What a pleasant surprise. When I first saw the trailer for The Hunter I got very excited, but I didn't think it was going to be this good. This film has a nice feel about it, set as it is in the wild and untamed landscape that lies beyond Tasmania's commercial logging activities.
The Hunter, Martin David (Willem Dafoe) is seemingly a haunted lone wolf, yet strangely at ease in the company of the ready-made family who befriend him; quite surreal. The townspeople want nothing to do with the hunter and it becomes quickly evident that his employer, Jack (Sam Neill) isn't telling him the whole story. Martin's mission? To hunt down the last Tasmanian Tiger.

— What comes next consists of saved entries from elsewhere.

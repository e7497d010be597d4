//! Pipeline stages for PDF-to-EPUB conversion.
//!
//! Each submodule implements exactly one transformation step.
//! Keeping stages separate makes each independently testable and lets us
//! swap implementations (e.g. a different validation policy) without touching
//! other stages.
//!
//! ## Data Flow
//!
//! ```text
//! classify ──▶ assemble ──▶ extract ──▶ enrich ──▶ generate ──▶ validate
//! (heuristics)  (chunks)   (collab.)   (collab.)  (chapters)   (EPUB zip)
//! ```
//!
//! 1. [`classify`] — per-page heuristics deciding text-based / scanned /
//!    mixed, with a confidence score
//! 2. [`assemble`] — plan character-bounded extraction chunks so large
//!    documents get incremental progress and bounded memory
//! 3. extract / enrich — delegated to the injected collaborators; the
//!    orchestrator drives them between the stages here
//! 4. [`generate`] — turn extracted or enriched text into the chapter list
//!    handed to the EPUB encoder
//! 5. [`validate`] — structural EPUB 2/3 compliance check on the encoder's
//!    output

pub mod assemble;
pub mod classify;
pub mod generate;
pub mod validate;
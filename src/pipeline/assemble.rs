//! Chunk assembly: group page texts into character-bounded extraction units.
//!
//! Large documents cannot be extracted in one collaborator call without
//! unbounded memory and a single monolithic progress jump. The assembler
//! plans the work instead: it walks the pages in order and packs them into
//! [`TextChunk`]s of at most `max_chars` characters each, which the
//! orchestrator then extracts one at a time with incremental progress
//! updates.
//!
//! Two invariants matter downstream:
//!
//! * **Order and completeness** — every non-empty page appears in exactly one
//!   chunk, chunks never overlap, and concatenating all chunk texts in order
//!   reproduces the concatenation of the non-empty page texts.
//! * **Oversized pages pass through** — a single page longer than the budget
//!   becomes its own oversized chunk; the assembler never splits inside a
//!   page.

use tracing::debug;

/// Default per-chunk character budget.
pub const DEFAULT_MAX_CHARS: usize = 10_000;

/// A contiguous run of pages whose combined text fits the chunk budget
/// (except for single oversized pages, which get a chunk to themselves).
#[derive(Debug, Clone, PartialEq, Eq)]
pub struct TextChunk {
    /// First page in the chunk (1-indexed).
    pub start_page: u32,
    /// Last page in the chunk, inclusive.
    pub end_page: u32,
    /// The chunk's pages' texts, concatenated in page order.
    pub assembled_text: String,
    /// Page numbers covered by the chunk, ascending.
    pub pages: Vec<u32>,
}

impl TextChunk {
    /// Character count of the assembled text.
    pub fn len(&self) -> usize {
        self.assembled_text.chars().count()
    }

    pub fn is_empty(&self) -> bool {
        self.assembled_text.is_empty()
    }
}

/// Pack `(page_number, text)` pairs into chunks of at most `max_chars`
/// characters.
///
/// Pages with empty text are skipped entirely — they contribute nothing to
/// extraction and would only pad the page ranges. A page is flushed into the
/// current chunk first and the chunk is closed once it reaches the budget,
/// so one page can push a chunk over `max_chars` but no chunk ever starts
/// above it.
pub fn assemble(page_texts: &[(u32, String)], max_chars: usize) -> Vec<TextChunk> {
    let mut chunks = Vec::new();
    let mut acc = String::new();
    let mut acc_chars = 0usize;
    let mut pages: Vec<u32> = Vec::new();

    for (page_number, text) in page_texts {
        if text.is_empty() {
            continue;
        }
        acc.push_str(text);
        acc_chars += text.chars().count();
        pages.push(*page_number);

        if acc_chars >= max_chars {
            chunks.push(close_chunk(&mut acc, &mut pages));
            acc_chars = 0;
        }
    }

    if !pages.is_empty() {
        chunks.push(close_chunk(&mut acc, &mut pages));
    }

    debug!(
        chunks = chunks.len(),
        budget = max_chars,
        "assembled extraction chunks"
    );
    chunks
}

fn close_chunk(acc: &mut String, pages: &mut Vec<u32>) -> TextChunk {
    let chunk_pages = std::mem::take(pages);
    TextChunk {
        start_page: chunk_pages[0],
        end_page: *chunk_pages.last().unwrap_or(&chunk_pages[0]),
        assembled_text: std::mem::take(acc),
        pages: chunk_pages,
    }
}

#[cfg(test)]
mod tests {
    use super::*;

    fn pages(texts: &[&str]) -> Vec<(u32, String)> {
        texts
            .iter()
            .enumerate()
            .map(|(i, t)| (i as u32 + 1, t.to_string()))
            .collect()
    }

    #[test]
    fn no_pages_means_no_chunks() {
        assert!(assemble(&[], 100).is_empty());
    }

    #[test]
    fn all_empty_pages_means_no_chunks() {
        assert!(assemble(&pages(&["", "", ""]), 100).is_empty());
    }

    #[test]
    fn small_document_is_a_single_chunk() {
        let chunks = assemble(&pages(&["abc", "def"]), 100);
        assert_eq!(chunks.len(), 1);
        assert_eq!(chunks[0].start_page, 1);
        assert_eq!(chunks[0].end_page, 2);
        assert_eq!(chunks[0].assembled_text, "abcdef");
        assert_eq!(chunks[0].pages, vec![1, 2]);
    }

    #[test]
    fn budget_splits_chunks_at_page_boundaries() {
        let chunks = assemble(&pages(&["aaaa", "bbbb", "cccc"]), 6);
        assert_eq!(chunks.len(), 2);
        // "aaaa" + "bbbb" reaches 8 ≥ 6 → flush; "cccc" stands alone.
        assert_eq!(chunks[0].pages, vec![1, 2]);
        assert_eq!(chunks[1].pages, vec![3]);
    }

    #[test]
    fn oversized_page_gets_its_own_chunk() {
        let big = "x".repeat(50);
        let input = vec![(1, big.clone()), (2, "tail".to_string())];
        let chunks = assemble(&input, 10);
        assert_eq!(chunks.len(), 2);
        assert_eq!(chunks[0].pages, vec![1]);
        assert_eq!(chunks[0].assembled_text, big);
        assert_eq!(chunks[1].pages, vec![2]);
    }

    #[test]
    fn empty_pages_are_skipped_not_ranged() {
        let chunks = assemble(&pages(&["a", "", "b"]), 100);
        assert_eq!(chunks.len(), 1);
        assert_eq!(chunks[0].pages, vec![1, 3]);
        assert_eq!(chunks[0].assembled_text, "ab");
    }

    #[test]
    fn concatenation_is_preserved() {
        let input = pages(&["one ", "two ", "", "three ", "four"]);
        let full: String = input.iter().map(|(_, t)| t.as_str()).collect();
        for budget in [1usize, 4, 7, 1000] {
            let chunks = assemble(&input, budget);
            let joined: String = chunks.iter().map(|c| c.assembled_text.as_str()).collect();
            assert_eq!(joined, full, "budget {budget}");
        }
    }

    #[test]
    fn chunks_never_overlap() {
        let input = pages(&["aa", "bb", "cc", "dd", "ee"]);
        let chunks = assemble(&input, 3);
        let mut seen: Vec<u32> = chunks.iter().flat_map(|c| c.pages.clone()).collect();
        let deduped = {
            let mut s = seen.clone();
            s.dedup();
            s
        };
        assert_eq!(seen, deduped);
        seen.sort_unstable();
        assert_eq!(seen, vec![1, 2, 3, 4, 5]);
    }

    #[test]
    fn char_budget_counts_chars_not_bytes() {
        // Multibyte characters: 4 chars but 12 bytes each page.
        let input = vec![(1, "ééé".to_string()), (2, "ééé".to_string())];
        let chunks = assemble(&input, 6);
        assert_eq!(chunks.len(), 1);
        assert_eq!(chunks[0].len(), 6);
    }
}
use std::collections::HashMap;

use reqwest::blocking::Client;
use serde::Deserialize;
use tracing::debug;

use super::outline::build_outline;
use super::{Page, PageLookup};
use crate::error::{Result, ScrapeError};
use crate::settings::Settings;

#[derive(Deserialize)]
struct ApiResponse {
    query: Option<ApiQuery>,
}

#[derive(Deserialize)]
struct ApiQuery {
    #[serde(default)]
    pages: HashMap<String, ApiPage>,
}

#[derive(Deserialize)]
struct ApiPage {
    pageid: Option<i64>,
    title: String,
    missing: Option<serde_json::Value>,
    invalid: Option<serde_json::Value>,
    #[serde(default)]
    extract: String,
}

/// Blocking client for the MediaWiki `prop=extracts` API.
pub struct WikiClient {
    http: Client,
    api_url: String,
}

impl WikiClient {
    pub fn new(settings: &Settings) -> Result<Self> {
        let http = Client::builder()
            .user_agent(settings.user_agent.clone())
            .build()?;
        Ok(WikiClient {
            http,
            api_url: settings.api_url.clone(),
        })
    }

    fn fetch_extract(&self, title: &str) -> Result<ApiResponse> {
        let params = [
            ("action", "query"),
            ("format", "json"),
            ("prop", "extracts"),
            ("explaintext", "1"),
            ("exsectionformat", "wiki"),
            ("redirects", "1"),
            ("titles", title),
        ];
        debug!("GET {} titles={}", self.api_url, title);
        let body = self
            .http
            .get(&self.api_url)
            .query(&params)
            .send()?
            .error_for_status()?
            .text()?;
        serde_json::from_str(&body).map_err(|e| ScrapeError::MalformedResponse(e.to_string()))
    }
}

impl PageLookup for WikiClient {
    fn page(&self, title: &str) -> Result<Page> {
        let response = self.fetch_extract(title)?;
        let pages = response
            .query
            .ok_or_else(|| ScrapeError::MalformedResponse("missing `query` object".into()))?
            .pages;

        // A single title was requested, so at most one page comes back.
        let Some(api_page) = pages.into_values().next() else {
            return Ok(Page::missing(title));
        };

        let exists =
            api_page.pageid.is_some() && api_page.missing.is_none() && api_page.invalid.is_none();
        if !exists {
            return Ok(Page::missing(api_page.title));
        }

        let outline = build_outline(&api_page.extract);
        Ok(Page {
            title: api_page.title,
            exists,
            summary: outline.summary,
            sections: outline.sections,
        })
    }
}

// ── Tests ──
use thiserror::Error;

#[derive(Debug, Error)]
pub enum ScrapeError {
    #[error("Wikipedia page uninitialized, load a page before searching it")]
    UninitializedState,

    #[error("{0} did not return a valid disambiguation page on Wikipedia")]
    PageNotFound(String),

    #[error("HTTP request failed: {0}")]
    Http(#[from] reqwest::Error),

    #[error("Malformed API response: {0}")]
    MalformedResponse(String),
}

pub type Result<T> = std::result::Result<T, ScrapeError>;
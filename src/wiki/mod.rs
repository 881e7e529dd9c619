pub mod client;
pub mod outline;

use crate::error::Result;

/// One node of a page's table of contents.
#[derive(Debug, Clone, Default, PartialEq, Eq)]
pub struct Section {
    pub title: String,
    pub text: String,
    pub children: Vec<Section>,
}

impl Section {
    pub fn new(title: impl Into<String>, text: impl Into<String>) -> Self {
        Section {
            title: title.into(),
            text: text.into(),
            children: Vec::new(),
        }
    }
}

#[derive(Debug, Clone, Default)]
pub struct Page {
    pub title: String,
    pub exists: bool,
    pub summary: String,
    pub sections: Vec<Section>,
}

impl Page {
    pub fn missing(title: impl Into<String>) -> Self {
        Page {
            title: title.into(),
            ..Default::default()
        }
    }

    pub fn exists(&self) -> bool {
        self.exists
    }
}

/// Anything that can resolve a page title to a `Page`.
pub trait PageLookup {
    fn page(&self, title: &str) -> Result<Page>;
}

One problem I do have with the movie is about half way through, it was evident to me that while the scenery is gorgeous and the atmosphere is impressive there just wasn't enough tension, so director Daniel Nettheim tries to rectify this lack of tension through the inclusion of the territorial loggers. For some reason their representation and characterisation is comical. They act more like a mad max biker gang, terrorising people by flashing their headlights and firing rifles in the air. They should have been handled a lot more subtly and presented as genuinely threatening.
The final showdown is impressive, I think. I know there's been quite a bit of controversy about the ending. Watch it and think about it for a bit, don't take the ending at face value. I belive the director wanted the movie to continue in the viewers head long after the credits rolled. Why did the hunter do what he did? There's a reason.